Robot-DIFT: Distilling Diffusion Features for Geometrically Consistent Visuomotor Control
Yu Deng, Yufeng Jin, Xiaogang Jia, Jiahong Xue, Gerhard Neumann, Georgia Chalvatzaki

TL;DR
Robot-DIFT leverages diffusion models to encode geometric features for robot manipulation, distilling this knowledge into a stable, real-time control network that outperforms traditional discriminative methods.
Contribution
The paper introduces Robot-DIFT, a novel framework that distills diffusion-based geometric features into a deterministic network for improved visuomotor control.
Findings
Robot-DIFT achieves superior geometric consistency in manipulation tasks.
The framework demonstrates robustness against drift and real-time inference capability.

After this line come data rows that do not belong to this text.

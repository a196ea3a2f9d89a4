//! Batch hydration of the favorites set: one detail retrieval per favorite
//! id, all issued concurrently.
//!
//! Policy is strict: any individual failure aborts the whole batch and
//! surfaces as one aggregate error; no partial results are published. The
//! running hydrator re-runs the full batch whenever the favorites set
//! changes, discarding any in-flight batch the same way the request tracker
//! discards a superseded locator.

use crate::api::MealApi;
use crate::error::FetchError;
use crate::favorites::Favorites;
use crate::model::{Meal, MealList};
use crate::tracker::{fetch_payload, Outcome};
use crate::transport::Transport;
use futures::future::try_join_all;
use std::sync::Arc;
use tokio::sync::watch;
use tokio::task::JoinHandle;
use tracing::debug;

/// Fetches the full detail for one meal id.
///
/// An empty or null `meals` envelope here means the id has no backing record,
/// which under the strict batch policy is a failure, unlike the list
/// operations where null means "no results".
pub async fn fetch_meal(
    transport: &dyn Transport,
    api: &MealApi,
    id: &str,
) -> Result<Meal, FetchError> {
    let list: MealList<Meal> = fetch_payload(transport, &api.lookup(id)).await?;
    list.into_results()
        .into_iter()
        .next()
        .ok_or_else(|| FetchError::NotFound(id.to_string()))
}

/// Fetches full detail for every id concurrently; completes only when every
/// retrieval has settled or the first failure aborts the batch.
pub async fn hydrate_favorites(
    transport: &dyn Transport,
    api: &MealApi,
    ids: &[String],
) -> Result<Vec<Meal>, FetchError> {
    try_join_all(ids.iter().map(|id| fetch_meal(transport, api, id))).await
}

/// Background task that keeps an observable hydrated view of the favorites
/// set, re-running on every mutation.
pub struct FavoritesHydrator {
    state: Arc<watch::Sender<Outcome<Vec<Meal>>>>,
    handle: JoinHandle<()>,
}

impl FavoritesHydrator {
    /// Spawns the hydration loop. The first batch runs immediately; each
    /// favorites mutation supersedes whatever is in flight.
    pub fn spawn(favorites: Arc<Favorites>, transport: Arc<dyn Transport>, api: MealApi) -> Self {
        let (state, _) = watch::channel(Outcome::Pending);
        let state = Arc::new(state);

        let task_state = Arc::clone(&state);
        let handle = tokio::spawn(async move {
            let mut changes = favorites.watch();
            loop {
                let ids = favorites.list();
                task_state.send_replace(Outcome::Pending);

                tokio::select! {
                    result = hydrate_favorites(transport.as_ref(), &api, &ids) => {
                        let outcome = match result {
                            Ok(meals) => Outcome::Succeeded(meals),
                            Err(error) => Outcome::Failed(error.to_string()),
                        };
                        task_state.send_replace(outcome);

                        // Batch settled; wait for the next mutation.
                        if changes.changed().await.is_err() {
                            break;
                        }
                    }
                    changed = changes.changed() => {
                        if changed.is_err() {
                            break;
                        }
                        debug!("favorites changed, superseding in-flight hydration");
                    }
                }
            }
        });

        Self { state, handle }
    }

    /// Observe the hydrated view.
    pub fn subscribe(&self) -> watch::Receiver<Outcome<Vec<Meal>>> {
        self.state.subscribe()
    }
}

impl Drop for FavoritesHydrator {
    fn drop(&mut self) {
        self.handle.abort();
    }
}
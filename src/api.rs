//! Locator construction for the upstream recipe API.
//!
//! A locator is an opaque absolute URL, or the sentinel `None` meaning
//! "issue no request". Everything downstream (tracker, hydration) treats
//! locators as opaque strings; only this module knows the endpoint shapes.

use anyhow::{anyhow, Result};
use reqwest::Url;

/// An absolute resource address, or `None` when no request should be issued.
pub type Locator = Option<String>;

/// Endpoint builder for the four upstream read operations.
#[derive(Debug, Clone)]
pub struct MealApi {
    base: Url,
}

impl MealApi {
    /// Builds an endpoint set over a validated base URL.
    pub fn new(base_url: &str) -> Result<Self> {
        let mut base = Url::parse(base_url)
            .map_err(|e| anyhow!("invalid API base URL {:?}: {}", base_url, e))?;
        if base.cannot_be_a_base() {
            return Err(anyhow!("API base URL {:?} cannot carry a path", base_url));
        }
        // Normalize so that join() appends instead of replacing the last segment.
        if !base.path().ends_with('/') {
            base.set_path(&format!("{}/", base.path()));
        }
        Ok(Self { base })
    }

    /// Address of the list-categories operation.
    pub fn categories(&self) -> String {
        self.endpoint("categories.php", &[])
    }

    /// Address listing meal summaries within one category.
    pub fn filter_by_category(&self, category: &str) -> String {
        self.endpoint("filter.php", &[("c", category)])
    }

    /// Address of the full detail of one meal id.
    pub fn lookup(&self, id: &str) -> String {
        self.endpoint("lookup.php", &[("i", id)])
    }

    /// Address of a free-text search by meal name.
    pub fn search(&self, name: &str) -> String {
        self.endpoint("search.php", &[("s", name)])
    }

    fn endpoint(&self, file: &str, query: &[(&str, &str)]) -> String {
        // The base is validated in new(), so joining a plain file name cannot fail.
        let mut url = self
            .base
            .join(file)
            .unwrap_or_else(|_| self.base.clone());
        if !query.is_empty() {
            let mut pairs = url.query_pairs_mut();
            for (key, value) in query {
                pairs.append_pair(key, value);
            }
        }
        url.to_string()
    }
}
//! Durable key-value slot with best-effort persistence.
//!
//! The slot reads the backing store once at open, then serves reads from
//! memory and writes back on every mutation. Persistence failures degrade to
//! a warning; the in-memory value stays authoritative for the session.

use anyhow::{anyhow, Context, Result};
use parking_lot::RwLock;
use serde::de::DeserializeOwned;
use serde::Serialize;
use std::collections::HashMap;
use std::path::Path;
use std::sync::Arc;
use tracing::warn;

/// Synchronous text key-value store.
pub trait KvStore: Send + Sync {
    fn get(&self, key: &str) -> Result<Option<String>>;
    fn put(&self, key: &str, value: &str) -> Result<()>;
}

/// Durable store backed by a sled tree on disk.
pub struct SledStore {
    db: sled::Db,
}

impl SledStore {
    pub fn open(path: &Path) -> Result<Self> {
        let db = sled::open(path)
            .with_context(|| format!("failed to open store at {:?}", path))?;
        Ok(Self { db })
    }
}

impl KvStore for SledStore {
    fn get(&self, key: &str) -> Result<Option<String>> {
        match self.db.get(key)? {
            Some(bytes) => {
                let text = String::from_utf8(bytes.to_vec())
                    .map_err(|e| anyhow!("stored value for {:?} is not UTF-8: {}", key, e))?;
                Ok(Some(text))
            }
            None => Ok(None),
        }
    }

    fn put(&self, key: &str, value: &str) -> Result<()> {
        self.db.insert(key, value.as_bytes())?;
        self.db.flush()?;
        Ok(())
    }
}

/// Ephemeral store; used by tests and as a fallback when no disk path is
/// available.
#[derive(Default)]
pub struct MemoryStore {
    map: RwLock<HashMap<String, String>>,
}

impl MemoryStore {
    pub fn new() -> Self {
        Self::default()
    }
}

impl KvStore for MemoryStore {
    fn get(&self, key: &str) -> Result<Option<String>> {
        Ok(self.map.read().get(key).cloned())
    }

    fn put(&self, key: &str, value: &str) -> Result<()> {
        self.map.write().insert(key.to_string(), value.to_string());
        Ok(())
    }
}

/// A (key, current value) pair kept in sync with a durable store.
///
/// Exactly one in-memory slot per key per process is the assumption consumers
/// rely on; the favorites access point wraps exactly one.
pub struct PersistedSlot<T> {
    key: String,
    store: Arc<dyn KvStore>,
    value: RwLock<T>,
}

impl<T> PersistedSlot<T>
where
    T: Serialize + DeserializeOwned + Clone,
{
    /// Reads the store once; an absent key or unparseable text falls back to
    /// `initial` without raising.
    pub fn open(store: Arc<dyn KvStore>, key: &str, initial: T) -> Self {
        let value = match store.get(key) {
            Ok(Some(text)) => match serde_json::from_str(&text) {
                Ok(parsed) => parsed,
                Err(e) => {
                    warn!("stored value for {:?} failed to parse, using initial: {}", key, e);
                    initial
                }
            },
            Ok(None) => initial,
            Err(e) => {
                warn!("failed to read stored value for {:?}, using initial: {}", key, e);
                initial
            }
        };

        Self {
            key: key.to_string(),
            store,
            value: RwLock::new(value),
        }
    }

    /// Current in-memory value.
    pub fn get(&self) -> T {
        self.value.read().clone()
    }

    /// Replaces the value and writes it back before returning.
    pub fn set(&self, next: T) {
        let mut value = self.value.write();
        *value = next;
        self.persist(&value);
    }

    /// Computes the next value from the previous one under a single lock
    /// scope, so no reader can observe an intermediate state.
    pub fn update(&self, f: impl FnOnce(&T) -> T) {
        let mut value = self.value.write();
        *value = f(&value);
        self.persist(&value);
    }

    /// Mutates in place; persists only when the closure reports a change.
    /// Returns whether anything changed.
    pub fn mutate(&self, f: impl FnOnce(&mut T) -> bool) -> bool {
        let mut value = self.value.write();
        let changed = f(&mut value);
        if changed {
            self.persist(&value);
        }
        changed
    }

    fn persist(&self, value: &T) {
        let serialized = match serde_json::to_string(value) {
            Ok(text) => text,
            Err(e) => {
                warn!("failed to serialize value for {:?}: {}", self.key, e);
                return;
            }
        };
        if let Err(e) = self.store.put(&self.key, &serialized) {
            warn!("failed to persist {:?}, keeping in-memory value: {}", self.key, e);
        }
    }
}
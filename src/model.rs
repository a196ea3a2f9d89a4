//! Data model for the upstream recipe API.
//!
//! Field names follow the upstream JSON envelope (`idMeal`, `strMeal`, ...)
//! through serde renames. A `meals` field of `null` means "no results" and is
//! mapped to an empty list; it is never a failure.

use serde::{Deserialize, Serialize};
use std::collections::HashMap;

/// A recipe category as listed by the upstream API.
#[derive(Debug, Clone, PartialEq, Eq, Serialize, Deserialize)]
pub struct Category {
    #[serde(rename = "idCategory")]
    pub id: String,
    #[serde(rename = "strCategory")]
    pub name: String,
    #[serde(rename = "strCategoryThumb")]
    pub thumb: String,
    #[serde(rename = "strCategoryDescription")]
    pub description: String,
}

/// Envelope for the list-categories operation.
#[derive(Debug, Clone, Serialize, Deserialize)]
pub struct CategoryList {
    pub categories: Vec<Category>,
}

/// Abbreviated meal record returned by filter and search operations.
#[derive(Debug, Clone, PartialEq, Eq, Serialize, Deserialize)]
pub struct MealSummary {
    #[serde(rename = "idMeal")]
    pub id: String,
    #[serde(rename = "strMeal")]
    pub name: String,
    #[serde(rename = "strMealThumb")]
    pub thumb: Option<String>,
}

/// Full meal detail returned by lookup and search operations.
///
/// The numbered `strIngredient1..20` / `strMeasure1..20` fields land in
/// `extra` and are read back through [`Meal::ingredients`].
#[derive(Debug, Clone, PartialEq, Serialize, Deserialize)]
pub struct Meal {
    #[serde(rename = "idMeal")]
    pub id: String,
    #[serde(rename = "strMeal")]
    pub name: String,
    #[serde(rename = "strCategory")]
    pub category: Option<String>,
    #[serde(rename = "strArea")]
    pub area: Option<String>,
    #[serde(rename = "strInstructions")]
    pub instructions: Option<String>,
    #[serde(rename = "strMealThumb")]
    pub thumb: Option<String>,
    #[serde(rename = "strYoutube")]
    pub youtube: Option<String>,
    #[serde(rename = "strTags")]
    pub tags: Option<String>,
    #[serde(flatten)]
    pub extra: HashMap<String, Option<String>>,
}

/// Upper bound of the numbered ingredient fields in the upstream payload.
const INGREDIENT_SLOTS: usize = 20;

impl Meal {
    /// Pairs each `strIngredientN` with its `strMeasureN`, skipping blank and
    /// null entries. The index range is fixed by the upstream schema.
    pub fn ingredients(&self) -> Vec<(String, String)> {
        let mut pairs = Vec::new();
        for i in 1..=INGREDIENT_SLOTS {
            let ingredient = self.extra_field(&format!("strIngredient{}", i));
            let measure = self.extra_field(&format!("strMeasure{}", i));

            match ingredient {
                Some(name) if !name.trim().is_empty() => {
                    pairs.push((name, measure.unwrap_or_default().trim().to_string()));
                }
                _ => {}
            }
        }
        pairs
    }

    fn extra_field(&self, key: &str) -> Option<String> {
        self.extra.get(key).and_then(|v| v.clone())
    }
}

/// Envelope for every meal-returning operation.
///
/// The upstream API encodes "no results" as `{ "meals": null }`.
#[derive(Debug, Clone, Serialize, Deserialize)]
pub struct MealList<T> {
    pub meals: Option<Vec<T>>,
}

impl<T> MealList<T> {
    /// Unwraps the envelope, mapping a `null` meals field to an empty list.
    pub fn into_results(self) -> Vec<T> {
        self.meals.unwrap_or_default()
    }

    pub fn is_empty(&self) -> bool {
        self.meals.as_ref().map_or(true, |m| m.is_empty())
    }
}
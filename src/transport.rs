//! HTTP boundary behind an object-safe trait so the core can be exercised
//! without a network.

use crate::error::FetchError;
use std::time::Duration;
use tracing::debug;

/// Raw result of one retrieval: the transport succeeded in producing a
/// response, whatever its status. Status and parse handling happen upstream.
#[derive(Debug, Clone)]
pub struct TransportResponse {
    pub status: u16,
    pub body: String,
}

impl TransportResponse {
    pub fn is_success(&self) -> bool {
        (200..300).contains(&self.status)
    }
}

/// One-shot retrieval of an absolute URL.
#[async_trait::async_trait]
pub trait Transport: Send + Sync {
    async fn get(&self, url: &str) -> Result<TransportResponse, FetchError>;
}

/// Production transport backed by a shared reqwest client.
pub struct HttpTransport {
    client: reqwest::Client,
}

impl HttpTransport {
    pub fn new(timeout: Duration) -> Result<Self, FetchError> {
        let client = reqwest::Client::builder()
            .timeout(timeout)
            .build()
            .map_err(|e| FetchError::Network(e.to_string()))?;
        Ok(Self { client })
    }
}

#[async_trait::async_trait]
impl Transport for HttpTransport {
    async fn get(&self, url: &str) -> Result<TransportResponse, FetchError> {
        debug!("GET {}", url);
        let response = self
            .client
            .get(url)
            .send()
            .await
            .map_err(|e| FetchError::Network(e.to_string()))?;

        let status = response.status().as_u16();
        let body = response
            .text()
            .await
            .map_err(|e| FetchError::Network(e.to_string()))?;

        Ok(TransportResponse { status, body })
    }
}
//! Configuration management with file and environment variable support.

use anyhow::{anyhow, Result};
use config::{Config, Environment, File};
use reqwest::Url;
use serde::{Deserialize, Serialize};
use std::path::PathBuf;

/// Upstream API configuration.
#[derive(Debug, Clone, Serialize, Deserialize)]
pub struct ApiConfig {
    /// Base URL of the recipe API.
    pub base_url: String,
    /// Per-request timeout.
    pub timeout_seconds: u64,
}

impl Default for ApiConfig {
    fn default() -> Self {
        Self {
            base_url: "https://www.themealdb.com/api/json/v1/1".to_string(),
            timeout_seconds: 10,
        }
    }
}

/// Durable store configuration.
#[derive(Debug, Clone, Serialize, Deserialize)]
pub struct StorageConfig {
    /// On-disk location of the key-value store.
    pub path: PathBuf,
    /// Skip the disk entirely; favorites live for the process only.
    pub ephemeral: bool,
}

impl Default for StorageConfig {
    fn default() -> Self {
        Self {
            path: PathBuf::from("data/mealdex.db"),
            ephemeral: false,
        }
    }
}

/// Logging configuration.
#[derive(Debug, Clone, Serialize, Deserialize)]
pub struct LoggingConfig {
    pub level: String,
}

impl Default for LoggingConfig {
    fn default() -> Self {
        Self {
            level: "info".to_string(),
        }
    }
}

/// Main settings structure with all configuration sections.
#[derive(Debug, Clone, Default, Serialize, Deserialize)]
pub struct Settings {
    pub api: ApiConfig,
    pub storage: StorageConfig,
    pub logging: LoggingConfig,
}

impl Settings {
    /// Load settings from defaults, an optional `mealdex.toml`, and
    /// `MEALDEX__`-prefixed environment variables.
    pub fn load() -> Result<Self> {
        let defaults = Config::try_from(&Settings::default())?;
        let config = Config::builder()
            .add_source(defaults)
            .add_source(File::with_name("mealdex").required(false))
            .add_source(
                Environment::with_prefix("MEALDEX")
                    .separator("__")
                    .try_parsing(true),
            )
            .build()?;

        let settings: Settings = config.try_deserialize()?;
        settings.validate()?;
        Ok(settings)
    }

    /// Validate settings for consistency.
    pub fn validate(&self) -> Result<()> {
        let base = Url::parse(&self.api.base_url)
            .map_err(|e| anyhow!("invalid api.base_url {:?}: {}", self.api.base_url, e))?;
        if base.cannot_be_a_base() {
            return Err(anyhow!("api.base_url {:?} cannot carry a path", self.api.base_url));
        }
        if self.api.timeout_seconds == 0 {
            return Err(anyhow!("api.timeout_seconds cannot be 0"));
        }
        Ok(())
    }
}

#[cfg(test)]
mod tests {
    use super::*;

    #[test]
    fn defaults_pass_validation() {
        assert!(Settings::default().validate().is_ok());
    }

    #[test]
    fn zero_timeout_is_rejected() {
        let mut settings = Settings::default();
        settings.api.timeout_seconds = 0;
        assert!(settings.validate().is_err());
    }

    #[test]
    fn unparseable_base_url_is_rejected() {
        let mut settings = Settings::default();
        settings.api.base_url = "not a url".to_string();
        assert!(settings.validate().is_err());
    }
}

Pretrained on large-scale datasets, it outperforms existing discriminative baselines.
Abstract
We hypothesize that a key bottleneck in generalizable robot manipulation is not solely data scale or policy capacity, but a structural mismatch between current visual backbones and the physical requirements of closed-loop control. While state-of-the-art vision encoders (including those used in VLAs) optimize for semantic invariance to stabilize classification, manipulation typically demands geometric sensitivity the ability to map millimeter-level pose shifts to predictable feature changes. Their discriminative objective creates a "blind spot" for fine-grained control, whereas generative diffusion models inherently encode geometric dependencies within their latent manifolds, encouraging the preservation of dense multi-scale spatial structure. However, directly deploying stochastic diffusion features for control is hindered by stochastic instability, inference latency, and representation…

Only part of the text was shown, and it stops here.